En 2019, comme les modèles de grandes langues précoces comme le GPT d’Openai prenaient forme, les chercheurs de Dartmouth pensaient que Generative IA pourrait aider à surmonter ces obstacles. Ils se sont mis à construire un modèle d’IA formé pour donner des réponses fondées sur des preuves. Ils ont d’abord essayé de le construire à partir de conversations générales en matière de santé mentale tirées des forums Internet. Ensuite, ils se sont tournés vers des milliers d’heures de transcriptions de séances réelles avec des psychothérapeutes.
«Nous avons eu beaucoup de« HMM-HMMS »,« Go Ons », puis« vos problèmes découlent de votre relation avec votre mère », a déclaré Michael Heinz, psychiatre de recherche au Dartmouth College et Dartmouth Health et premier auteur de l’étude, dans une interview. « Vraiment tropes de ce que serait la psychothérapie, plutôt que réellement ce que nous voudrions. »

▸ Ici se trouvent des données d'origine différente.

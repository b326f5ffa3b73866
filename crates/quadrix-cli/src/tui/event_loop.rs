use std::{
    io,
    time::{Duration, Instant},
};

use crossterm::event::{self, Event as CrosstermEvent};

/// Events processed by TUI applications.
#[derive(Debug, Clone, derive_more::IsVariant, derive_more::From)]
pub(super) enum TuiEvent {
    /// Game logic update timing (based on the tick interval).
    Tick,
    /// Screen render timing (after a state change).
    Render,
    /// Terminal events such as key input, mouse, and resize.
    Crossterm(CrosstermEvent),
}

/// Event loop state management.
///
/// Produces ticks at a fixed interval and a render event after every state
/// change (tick or terminal event), batching whatever arrives in between.
#[derive(Debug)]
pub(super) struct EventLoop {
    tick_interval: Duration,
    last_tick: Instant,
    dirty: bool,
}

impl EventLoop {
    /// Creates an `EventLoop` ticking at `rate` Hz.
    pub(super) fn from_tick_rate(rate: f64) -> Self {
        Self {
            tick_interval: Duration::from_secs_f64(1.0 / rate),
            last_tick: Instant::now(),
            // Initial render is required on startup
            dirty: true,
        }
    }

    /// Returns the next event.
    ///
    /// Blocks until the tick time is reached, a render is due, or a terminal
    /// event occurs.
    pub(super) fn next(&mut self) -> io::Result<TuiEvent> {
        loop {
            let now = Instant::now();
            if now.duration_since(self.last_tick) >= self.tick_interval {
                self.last_tick = now;
                self.dirty = true;
                return Ok(TuiEvent::Tick);
            }

            if self.dirty {
                self.dirty = false;
                return Ok(TuiEvent::Render);
            }

            let next_tick_at = self.last_tick + self.tick_interval;
            let timeout = next_tick_at.saturating_duration_since(now);
            if !event::poll(timeout)? {
                continue;
            }

            self.dirty = true;
            return Ok(event::read()?.into());
        }
    }
}
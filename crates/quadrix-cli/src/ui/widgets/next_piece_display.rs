use quadrix_engine::Piece;
use ratatui::{
    buffer::Buffer,
    layout::Rect,
    widgets::{Block as BlockWidget, BlockExt as _, Widget},
};

use crate::ui::widgets::CellDisplay;

/// Preview panel for the pre-selected next piece.
///
/// Reserves a 4×4 cell area (the widest shape is the 1×4 I-piece, which
/// rotates into 4×1) and draws the piece's matrix at the top-left.
#[derive(Debug)]
pub struct NextPieceDisplay<'a> {
    piece: &'a Piece,
    block: Option<BlockWidget<'a>>,
}

const PREVIEW_CELLS: u16 = 4;

impl<'a> NextPieceDisplay<'a> {
    pub fn new(piece: &'a Piece) -> Self {
        Self { piece, block: None }
    }

    pub fn block(self, block: BlockWidget<'a>) -> Self {
        Self {
            block: Some(block),
            ..self
        }
    }

    pub fn width(&self) -> u16 {
        PREVIEW_CELLS * CellDisplay::width() + super::block_horizontal_margin(self.block.as_ref())
    }

    pub fn height(&self) -> u16 {
        PREVIEW_CELLS * CellDisplay::height() + super::block_vertical_margin(self.block.as_ref())
    }
}

impl Widget for NextPieceDisplay<'_> {
    fn render(self, area: Rect, buf: &mut Buffer)
    where
        Self: Sized,
    {
        Widget::render(&self, area, buf);
    }
}

impl Widget for &NextPieceDisplay<'_> {
    #[expect(clippy::cast_possible_truncation)]
    fn render(self, area: Rect, buf: &mut Buffer) {
        self.block.as_ref().render(area, buf);
        let area = self.block.inner_if_some(area);

        for (y, row) in self.piece.rows().enumerate() {
            for (x, &occupied) in row.iter().enumerate() {
                let cell = occupied.then(|| self.piece.color());
                let cell_area = Rect {
                    x: area.x + x as u16 * CellDisplay::width(),
                    y: area.y + y as u16 * CellDisplay::height(),
                    width: CellDisplay::width(),
                    height: CellDisplay::height(),
                };
                let cell_area = cell_area.intersection(area);
                if cell_area.is_empty() {
                    continue;
                }
                CellDisplay::from_cell(cell, false).render(cell_area, buf);
            }
        }
    }
}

Insatisfaits, ils se sont mis au travail en assemblant leurs propres ensembles de données personnalisés en fonction des pratiques fondées sur des preuves, ce qui est finalement entré dans le modèle. De nombreux robots de thérapie d’IA sur le marché, en revanche, pourraient être juste de légères variations de modèles de fondation comme Meta’s Llama, formé principalement sur les conversations sur Internet. Cela pose un problème, en particulier pour des sujets comme les troubles de l’alimentation.
« Si vous deviez dire que vous voulez perdre du poids », dit Heinz, « ils vous soutiendront facilement en faisant cela, même si vous aurez souvent un faible poids pour commencer. » Un thérapeute humain ne ferait pas ça.
Pour tester le bot, les chercheurs ont mené un essai clinique de huit semaines avec 210 participants qui avaient des symptômes de dépression ou de trouble anxieux généralisé ou étaient à haut risque de troubles de l’alimentation. Environ la moitié avait accès à Therabot, et un groupe témoin ne l’a pas fait. Les participants ont répondu aux invites de l’IA et ont initié des conversations, en moyenne environ 10 messages par jour.
Les participants souffrant de dépression ont connu une réduction de 51% des symptômes, le meilleur résultat dans l’étude. Ceux qui souffrent d’anxiété ont connu une réduction de 31%, et ceux qui risquent de troubles de l’alimentation ont connu une réduction de 19% des préoccupations concernant l’image corporelle et le poids. Ces mesures sont basées sur l’auto-évaluation grâce à des enquêtes, une méthode qui n’est pas parfaite mais qui reste l’un des meilleurs outils que les chercheurs ont.